Dietro ogni critica, l’intento di denuncia politica o morale fa appena la sua comparsa per poi essere immediatamente ritirata dall’autore che non vuole cadere nel banale del “già mille volte detto” o di un discorso che ne apre altri mille; vuole rimanere in primo piano nella confessione di sè per giustificarsi o meglio, per spiegarsi (la giustificazione presuppone spesso una colpa, mentre la spiegazione nasconde tante volte una ragione più profonda delle apparenze). È come se avesse l’impressione di dovere render conto della propria vita, del proprio essere stato giovane, tifoso di calcio, frequentatore regolare dello stadio e soprattutto della curva, quella tanto vituperata curva ultrà spesso sui giornali per episodi di violenza.

Così cerca di spiegare cosa c’è realmente dietro questa scelta: l’attaccamento alla propria infanzia e agli innocenti pensieri di allora (a partire dalla innocente simpatia per il nonno che lo portava allo stadio tenendolo per mano, la cui piacevole immagine sarà poi sfregiata dalla scoperta, da adulto, del suo dominio psicologico sulla moglie); la libertà fresca e scatenata che gli permetteva, almeno per quelle ore del pomeriggio della domenica, di ignorare regole e remore che la prospettiva scrupolosa dell’adulto imponeva; il senso di appartenenza ad un gruppo, quello dei “curvisti” come lui, che lo faceva sentire normale, al di là di ogni altro contesto nel quale invece la sensazione di inadeguatezza e immaturità prevaleva.

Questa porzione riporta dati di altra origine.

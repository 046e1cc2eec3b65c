//! End-to-end RBAC scenarios against the in-memory backend: the
//! permission-check hierarchy, constraint denials, the global-admin
//! floor, cycle rejection at assignment, and audit emission.

use std::sync::Arc;

use chrono::{TimeZone, Utc};
use mirador_core::rbac::{
    GlobalRole, Group, MembershipStatus, Permission, PermissionContext, Role, TenantRole,
    TenantUser, User, UserStatus,
};
use mirador_core::CoreError;
use mirador_rbac::{AuditConfig, AuditEvent, AuditResult, AuditSink, RbacEngine, RbacRepository, Severity};
use mirador_store::{MemoryCache, MemoryStore, SchemaBootstrap};
use tokio::sync::mpsc;

struct Harness {
    engine: RbacEngine,
    repo: Arc<RbacRepository>,
    events: mpsc::Receiver<AuditEvent>,
}

fn harness() -> Harness {
    let repo = Arc::new(RbacRepository::new(
        Arc::new(MemoryStore::new()),
        SchemaBootstrap::new(),
        Arc::new(MemoryCache::new()),
    ));
    let (sink, events) = AuditSink::new(&AuditConfig {
        buffer_size: 256,
        flush_interval_ms: 1000,
    });
    Harness {
        engine: RbacEngine::new(Arc::clone(&repo), sink),
        repo,
        events,
    }
}

fn user(id: &str, global_role: GlobalRole) -> User {
    User {
        id: id.into(),
        email: format!("{id}@example.com"),
        username: id.into(),
        full_name: String::new(),
        global_role,
        status: UserStatus::Active,
        created_at: Utc::now(),
        updated_at: Utc::now(),
    }
}

fn membership(tenant: &str, user: &str, role: TenantRole) -> TenantUser {
    TenantUser {
        tenant_id: tenant.into(),
        user_id: user.into(),
        tenant_role: role,
        status: MembershipStatus::Active,
        additional_permissions: vec![],
        metadata: Default::default(),
        created_at: Utc::now(),
        updated_at: Utc::now(),
    }
}

fn role(tenant: &str, name: &str, permissions: &[&str], parents: &[&str]) -> Role {
    Role {
        tenant_id: tenant.into(),
        name: name.into(),
        description: String::new(),
        permissions: permissions.iter().map(|p| p.to_string()).collect(),
        parent_roles: parents.iter().map(|p| p.to_string()).collect(),
        is_system: false,
        created_at: Utc::now(),
        updated_at: Utc::now(),
    }
}

/// Drain buffered audit events and return the ones matching `action`.
fn drain_events(events: &mut mpsc::Receiver<AuditEvent>, action: &str) -> Vec<AuditEvent> {
    let mut matching = Vec::new();
    while let Ok(event) = events.try_recv() {
        if event.action == action {
            matching.push(event);
        }
    }
    matching
}

#[tokio::test]
async fn permission_allow_scenario_with_audit() {
    let mut h = harness();
    h.repo.create_user(&user("u1", GlobalRole::None)).await.unwrap();
    h.repo
        .upsert_tenant_user(&membership("t1", "u1", TenantRole::TenantGuest))
        .await
        .unwrap();
    h.repo
        .put_role(&role("t1", "viewer", &["dashboard:read"], &[]))
        .await
        .unwrap();
    h.repo
        .assign_user_roles("t1", "u1", &["viewer".into()])
        .await
        .unwrap();

    let ctx = PermissionContext::new("t1", "u1", "dashboard", "read");
    assert!(h.engine.check_permission(&ctx).await.unwrap());

    let checks = drain_events(&mut h.events, "rbac.check");
    assert_eq!(checks.len(), 1);
    assert_eq!(checks[0].result, AuditResult::Allowed);
    assert_eq!(checks[0].severity, Severity::Low);
    assert_eq!(checks[0].retention_class, "standard");
}

#[tokio::test]
async fn role_permissions_reach_beyond_builtin_grants() {
    let mut h = harness();
    h.repo.create_user(&user("u1", GlobalRole::None)).await.unwrap();
    h.repo
        .upsert_tenant_user(&membership("t1", "u1", TenantRole::TenantGuest))
        .await
        .unwrap();

    // Guests get no alert permissions built in.
    let ctx = PermissionContext::new("t1", "u1", "alerts", "ack");
    assert!(!h.engine.check_permission(&ctx).await.unwrap());

    h.repo
        .put_role(&role("t1", "escalation", &["alerts:ack"], &[]))
        .await
        .unwrap();
    h.repo
        .assign_user_roles("t1", "u1", &["escalation".into()])
        .await
        .unwrap();
    assert!(h.engine.check_permission(&ctx).await.unwrap());
    drain_events(&mut h.events, "rbac.check");
}

#[tokio::test]
async fn constraint_denial_scenario_with_audit() {
    let mut h = harness();
    h.repo.create_user(&user("u1", GlobalRole::None)).await.unwrap();
    h.repo
        .upsert_tenant_user(&membership("t1", "u1", TenantRole::TenantGuest))
        .await
        .unwrap();

    // Business-hours-only permission, resolved through the registry so
    // its conditions apply.
    let mut office_hours = Permission::from_spec("t1", "alerts:ack").unwrap();
    office_hours.conditions.time_based.allowed_hours = vec!["09:00-17:00".into()];
    h.repo.put_permission(&office_hours).await.unwrap();
    h.repo
        .put_role(&role("t1", "escalation", &["alerts:ack"], &[]))
        .await
        .unwrap();
    h.repo
        .assign_user_roles("t1", "u1", &["escalation".into()])
        .await
        .unwrap();

    let mut ctx = PermissionContext::new("t1", "u1", "alerts", "ack");
    ctx.request_time = Utc.with_ymd_and_hms(2026, 3, 4, 20, 0, 0).unwrap();
    assert!(!h.engine.check_permission(&ctx).await.unwrap());

    let checks = drain_events(&mut h.events, "rbac.check");
    assert_eq!(checks.len(), 1);
    assert_eq!(checks[0].result, AuditResult::Denied);
    assert_eq!(checks[0].severity, Severity::Medium);

    // Inside the window the same permission allows.
    ctx.request_time = Utc.with_ymd_and_hms(2026, 3, 4, 12, 0, 0).unwrap();
    assert!(h.engine.check_permission(&ctx).await.unwrap());
}

#[tokio::test]
async fn global_admin_floor_scenario() {
    let h = harness();
    h.repo
        .create_user(&user("root", GlobalRole::GlobalAdmin))
        .await
        .unwrap();

    let mut demoted = user("root", GlobalRole::None);
    demoted.email = "root@example.com".into();
    let err = h.engine.update_user(&demoted, "root").await.unwrap_err();
    match err {
        CoreError::Validation { field, .. } => assert_eq!(field, "globalRole"),
        other => panic!("unexpected error: {other}"),
    }
    assert_eq!(h.repo.count_global_admins().await.unwrap(), 1);
}

#[tokio::test]
async fn global_roles_short_circuit() {
    let mut h = harness();
    h.repo
        .create_user(&user("root", GlobalRole::GlobalAdmin))
        .await
        .unwrap();
    h.repo
        .create_user(&user("ta", GlobalRole::GlobalTenantAdmin))
        .await
        .unwrap();

    // global_admin passes without any tenant membership.
    let ctx = PermissionContext::new("t1", "root", "anything", "delete");
    assert!(h.engine.check_permission(&ctx).await.unwrap());

    // global_tenant_admin passes only for admin actions.
    let ctx = PermissionContext::new("t1", "ta", "rbac", "update");
    assert!(h.engine.check_permission(&ctx).await.unwrap());
    let ctx = PermissionContext::new("t1", "ta", "dashboard", "read");
    assert!(!h.engine.check_permission(&ctx).await.unwrap());

    // Unknown users are denied outright.
    let ctx = PermissionContext::new("t1", "ghost", "dashboard", "read");
    assert!(!h.engine.check_permission(&ctx).await.unwrap());
    drain_events(&mut h.events, "rbac.check");
}

#[tokio::test]
async fn inactive_membership_is_denied() {
    let h = harness();
    h.repo.create_user(&user("u1", GlobalRole::None)).await.unwrap();
    let mut m = membership("t1", "u1", TenantRole::TenantAdmin);
    m.status = MembershipStatus::Suspended;
    h.repo.upsert_tenant_user(&m).await.unwrap();

    let ctx = PermissionContext::new("t1", "u1", "dashboard", "read");
    assert!(!h.engine.check_permission(&ctx).await.unwrap());
}

#[tokio::test]
async fn role_cycle_rejected_at_assignment_with_audit() {
    let mut h = harness();
    h.repo
        .put_role(&role("t1", "roleA", &["dashboard:read"], &["roleB"]))
        .await
        .unwrap();
    h.repo
        .put_role(&role("t1", "roleB", &["dashboard:write"], &["roleA"]))
        .await
        .unwrap();

    let err = h
        .engine
        .assign_user_roles("t1", "u1", &["roleA".into()], "admin")
        .await
        .unwrap_err();
    match err {
        CoreError::Validation { field, message } => {
            assert_eq!(field, "roles");
            assert!(message.contains("circular dependency"), "{message}");
        }
        other => panic!("unexpected error: {other}"),
    }
    assert!(h.repo.user_role_bindings("t1", "u1").await.unwrap().is_empty());

    let failures = drain_events(&mut h.events, "rbac.roles.assign");
    assert_eq!(failures.len(), 1);
    assert_eq!(failures[0].result, AuditResult::Error);
    assert_eq!(failures[0].severity, Severity::High);
}

#[tokio::test]
async fn evaluation_terminates_on_cyclic_graph_via_groups() {
    let h = harness();
    h.repo.create_user(&user("u1", GlobalRole::None)).await.unwrap();
    h.repo
        .upsert_tenant_user(&membership("t1", "u1", TenantRole::TenantGuest))
        .await
        .unwrap();
    // Mutually-parented roles reach evaluation through a group grant,
    // which skips assignment validation.
    h.repo
        .put_role(&role("t1", "roleA", &["alerts:ack"], &["roleB"]))
        .await
        .unwrap();
    h.repo
        .put_role(&role("t1", "roleB", &["alerts:mute"], &["roleA"]))
        .await
        .unwrap();
    let group = Group {
        tenant_id: "t1".into(),
        name: "oncall".into(),
        members: vec!["u1".into()],
        roles: vec!["roleA".into()],
        parent_groups: vec![],
        created_at: Utc::now(),
        updated_at: Utc::now(),
    };
    h.repo.put_group(&group).await.unwrap();

    // Terminates despite the cycle, and both roles' grants are visible.
    let ctx = PermissionContext::new("t1", "u1", "alerts", "ack");
    assert!(h.engine.check_permission(&ctx).await.unwrap());
    let ctx = PermissionContext::new("t1", "u1", "alerts", "mute");
    assert!(h.engine.check_permission(&ctx).await.unwrap());
}

#[tokio::test]
async fn group_parent_chain_grants_roles() {
    let h = harness();
    h.repo.create_user(&user("u1", GlobalRole::None)).await.unwrap();
    h.repo
        .upsert_tenant_user(&membership("t1", "u1", TenantRole::TenantGuest))
        .await
        .unwrap();
    h.repo
        .put_role(&role("t1", "deployer", &["deploy:run"], &[]))
        .await
        .unwrap();

    let parent = Group {
        tenant_id: "t1".into(),
        name: "platform".into(),
        members: vec![],
        roles: vec!["deployer".into()],
        parent_groups: vec![],
        created_at: Utc::now(),
        updated_at: Utc::now(),
    };
    let child = Group {
        tenant_id: "t1".into(),
        name: "platform-oncall".into(),
        members: vec!["u1".into()],
        roles: vec![],
        parent_groups: vec!["platform".into()],
        created_at: Utc::now(),
        updated_at: Utc::now(),
    };
    h.repo.put_group(&parent).await.unwrap();
    h.repo.put_group(&child).await.unwrap();

    let ctx = PermissionContext::new("t1", "u1", "deploy", "run");
    assert!(h.engine.check_permission(&ctx).await.unwrap());
}

#[tokio::test]
async fn parent_role_inheritance() {
    let h = harness();
    h.repo.create_user(&user("u1", GlobalRole::None)).await.unwrap();
    h.repo
        .upsert_tenant_user(&membership("t1", "u1", TenantRole::TenantGuest))
        .await
        .unwrap();
    h.repo
        .put_role(&role("t1", "base", &["logs:read"], &[]))
        .await
        .unwrap();
    h.repo
        .put_role(&role("t1", "derived", &["traces:read"], &["base"]))
        .await
        .unwrap();
    h.repo
        .assign_user_roles("t1", "u1", &["derived".into()])
        .await
        .unwrap();

    // Both the role's own grant and the inherited one hold.
    let ctx = PermissionContext::new("t1", "u1", "traces", "read");
    assert!(h.engine.check_permission(&ctx).await.unwrap());
    let ctx = PermissionContext::new("t1", "u1", "logs", "read");
    assert!(h.engine.check_permission(&ctx).await.unwrap());
}

#[tokio::test]
async fn tenant_admin_builtin_wildcard() {
    let h = harness();
    h.repo.create_user(&user("boss", GlobalRole::None)).await.unwrap();
    h.repo
        .upsert_tenant_user(&membership("t1", "boss", TenantRole::TenantAdmin))
        .await
        .unwrap();

    let ctx = PermissionContext::new("t1", "boss", "kpi_definition", "delete");
    assert!(h.engine.check_permission(&ctx).await.unwrap());
}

Le partite della propria squadra, nello stadio della propria città erano così l’occasione per smorzare quella bruciante sensazione di colpa per gli errori che il perbenismo di una visione diffusa (forse giustamente sì, a tutela dalla vita di sé e degli altri, ma sempre soffocante per quell’istinto che ognuno di noi porta radicato dentro, di perseguire il piacere e non il dovere) gli aveva sempre rinfacciato: “Ci mascheriamo dietro alla crisi economica e ci trinceriamo in casa per non vedere quello che succede fuori, mentre dovremmo ammettere che la vera crisi è mentale. Abbiamo dimenticato di essere collettività e agiamo da ipocriti egoisti. Se per stare bene devo far star male un altro non mi pongo nemmeno il dubbio se sia giusto o meno farlo. Questa è la crisi di oggi, non quella economica”.

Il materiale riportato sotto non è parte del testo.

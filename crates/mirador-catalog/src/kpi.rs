//! KPI-specific catalog operations: paginated listing with tag filters,
//! dashboard layouts, and per-metric label lookups.

use std::collections::HashMap;

use mirador_core::catalog::{KpiDefinition, KpiLayout, Label};
use mirador_core::ids::deterministic_id;
use mirador_core::validation::validate_tenant_id;
use mirador_core::Result;
use mirador_store::QuerySpec;

use crate::engine::CatalogEngine;
use crate::entity::CatalogEntity;

/// Default and maximum page sizes for KPI listings.
pub const DEFAULT_KPI_PAGE: usize = 50;
pub const MAX_KPI_PAGE: usize = 500;

const LAYOUT_CLASS: &str = "KpiLayout";
const LAYOUT_FIELDS: [&str; 7] = ["tenantId", "dashboardId", "kpiId", "x", "y", "w", "h"];

/// One page of KPI definitions.
///
/// `total` is exact when the backend supports aggregation; otherwise it is
/// the documented approximation `offset + len(page)`, which undercounts
/// only when the page came back full.
#[derive(Debug, Clone, serde::Serialize)]
pub struct KpiPage {
    pub items: Vec<KpiDefinition>,
    pub total: i64,
    pub limit: usize,
    pub offset: usize,
}

impl CatalogEngine {
    /// List KPI definitions with pagination and an OR tag filter.
    pub async fn list_kpis(
        &self,
        tenant_id: &str,
        limit: usize,
        offset: usize,
        tags: &[String],
    ) -> Result<KpiPage> {
        validate_tenant_id(tenant_id)?;
        let limit = limit.clamp(1, MAX_KPI_PAGE);

        let mut base = QuerySpec::new(KpiDefinition::CLASS)
            .fields(KpiDefinition::fields())
            .where_text("tenantId", tenant_id);
        if !tags.is_empty() {
            base = base.where_any_text("tags", tags.iter().cloned());
        }

        let page_spec = base
            .clone()
            .sort_desc("updatedAt")
            .limit(limit)
            .offset(offset);
        let rows = self.backend().query(&page_spec).await.or_else(|err| {
            if mirador_store::is_missing_class(&err) {
                tracing::warn!(class = KpiDefinition::CLASS, "backing class missing; treating as empty");
                Ok(Vec::new())
            } else {
                Err(err)
            }
        })?;
        let items: Vec<KpiDefinition> = rows
            .iter()
            .map(KpiDefinition::from_properties)
            .collect::<Result<_>>()?;

        let total = match self.backend().count(&base).await {
            Ok(Some(count)) => count,
            _ => (offset + items.len()) as i64,
        };

        Ok(KpiPage {
            total,
            limit,
            offset,
            items,
        })
    }

    /// Replace one KPI tile placement. Layouts are unversioned.
    pub async fn put_layout(&self, layout: &KpiLayout) -> Result<()> {
        validate_tenant_id(&layout.tenant_id)?;
        self.bootstrap().ensure(self.backend().as_ref()).await?;
        let id = deterministic_id(
            LAYOUT_CLASS,
            &layout.tenant_id,
            &[&layout.dashboard_id, &layout.kpi_id],
        );
        self.backend()
            .put_object(LAYOUT_CLASS, id, serde_json::to_value(layout)?)
            .await
    }

    /// All tile placements on one dashboard.
    pub async fn layouts_for_dashboard(
        &self,
        tenant_id: &str,
        dashboard_id: &str,
    ) -> Result<Vec<KpiLayout>> {
        validate_tenant_id(tenant_id)?;
        let spec = QuerySpec::new(LAYOUT_CLASS)
            .fields(LAYOUT_FIELDS)
            .where_text("tenantId", tenant_id)
            .where_text("dashboardId", dashboard_id)
            .limit(MAX_KPI_PAGE);
        let rows = self.backend().query(&spec).await.unwrap_or_default();
        rows.iter()
            .map(|row| serde_json::from_value(row.clone()).map_err(Into::into))
            .collect()
    }

    /// Remove one tile placement. Returns whether it existed.
    pub async fn delete_layout(
        &self,
        tenant_id: &str,
        dashboard_id: &str,
        kpi_id: &str,
    ) -> Result<bool> {
        validate_tenant_id(tenant_id)?;
        let id = deterministic_id(LAYOUT_CLASS, tenant_id, &[dashboard_id, kpi_id]);
        self.backend().delete_object(LAYOUT_CLASS, id).await
    }

    /// Label definitions for a metric, keyed by label name. When `names`
    /// is non-empty the result is restricted to those labels.
    pub async fn metric_label_defs(
        &self,
        tenant_id: &str,
        metric: &str,
        names: &[String],
    ) -> Result<HashMap<String, Label>> {
        let labels: Vec<Label> = self
            .list(tenant_id, &[("metric", metric)], MAX_KPI_PAGE)
            .await?;
        Ok(labels
            .into_iter()
            .filter(|l| names.is_empty() || names.iter().any(|n| n == &l.name))
            .map(|l| (l.name.clone(), l))
            .collect())
    }
}

#[cfg(test)]
mod tests {
    use super::*;
    use chrono::Utc;
    use mirador_core::catalog::{KpiQuery, KpiSparkline, Visibility};
    use mirador_store::{MemoryStore, SchemaBootstrap};
    use std::sync::Arc;

    fn kpi(tenant: &str, id: &str, tags: &[&str]) -> KpiDefinition {
        KpiDefinition {
            tenant_id: tenant.into(),
            id: id.into(),
            kind: "latency".into(),
            name: format!("kpi {id}"),
            unit: "ms".into(),
            format: "duration_ms".into(),
            query: KpiQuery::default(),
            thresholds: vec![],
            tags: tags.iter().map(|t| t.to_string()).collect(),
            sparkline: KpiSparkline::default(),
            owner_user_id: "u1".into(),
            visibility: Visibility::Org,
            version: 1,
            created_at: Utc::now(),
            updated_at: Utc::now(),
        }
    }

    fn engine() -> CatalogEngine {
        CatalogEngine::new(Arc::new(MemoryStore::new()), SchemaBootstrap::new())
    }

    #[tokio::test]
    async fn paginated_listing_with_total() {
        let engine = engine();
        for n in 0..7 {
            engine
                .upsert(kpi("t1", &format!("k{n}"), &["slo"]), "tester")
                .await
                .unwrap();
        }

        let page = engine.list_kpis("t1", 3, 0, &[]).await.unwrap();
        assert_eq!(page.items.len(), 3);
        assert_eq!(page.total, 7);
        assert_eq!(page.limit, 3);

        let page = engine.list_kpis("t1", 3, 6, &[]).await.unwrap();
        assert_eq!(page.items.len(), 1);
        assert_eq!(page.total, 7);
    }

    #[tokio::test]
    async fn tag_filter_is_or_of_equalities() {
        let engine = engine();
        engine.upsert(kpi("t1", "k1", &["slo"]), "t").await.unwrap();
        engine
            .upsert(kpi("t1", "k2", &["checkout"]), "t")
            .await
            .unwrap();
        engine
            .upsert(kpi("t1", "k3", &["infra"]), "t")
            .await
            .unwrap();

        let page = engine
            .list_kpis("t1", 50, 0, &["slo".into(), "checkout".into()])
            .await
            .unwrap();
        assert_eq!(page.items.len(), 2);
        assert_eq!(page.total, 2);
    }

    #[tokio::test]
    async fn layout_put_get_delete() {
        let engine = engine();
        let layout = KpiLayout {
            tenant_id: "t1".into(),
            dashboard_id: "d1".into(),
            kpi_id: "k1".into(),
            x: 0,
            y: 0,
            w: 6,
            h: 4,
        };
        engine.put_layout(&layout).await.unwrap();

        let layouts = engine.layouts_for_dashboard("t1", "d1").await.unwrap();
        assert_eq!(layouts, vec![layout.clone()]);

        assert!(engine.delete_layout("t1", "d1", "k1").await.unwrap());
        assert!(engine
            .layouts_for_dashboard("t1", "d1")
            .await
            .unwrap()
            .is_empty());
    }
}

Nell’aperta dichiarazione di amore per la propria squadra, per la struttura fatiscente dello stadio la cui ristrutturazione non è mai stata completata, lasciandolo in una conformazione da inizio secolo che lo ridicolizza agli occhi comuni, di fronte a tanti stadi moderni e supertecnologici, c’è la metafora di un modo di pensare, di un atteggiamento etico-sociale di grande sensibilità: “Tra una vittoria figlia di una battaglia altrui ed una sconfitta determinata da un mio insuccesso scelgo e sceglierò sempre la seconda. Preferisco vivere (e morire) in prima persona la mia esistenza, indipendentemente dall’esito finale. Per lo meno posso dirmi in pace con me steso e la mia coscienza. Siamo troppo condizionati dal risultato finale e ci imbarchiamo inlotte che ci vedono vincenti in partenza scansando ogni situazione che possa comprendere la possibilità dell’insuccesso. Personalmente, e storicamente, amo sposare le cause perse. Che gusto c’è a giocare una partita scontata?”.

Analogamente, con la critica amorevomente rivolta alla propria città, per quelle peculiarità che lui non vede come difetti, ma piuttosto come coraggiose affermazioni di un’identità che vuole essere salvaguardata, l’autore riesce a dare una visione di sé e della propria generazione, pulita, sincera ed onesta.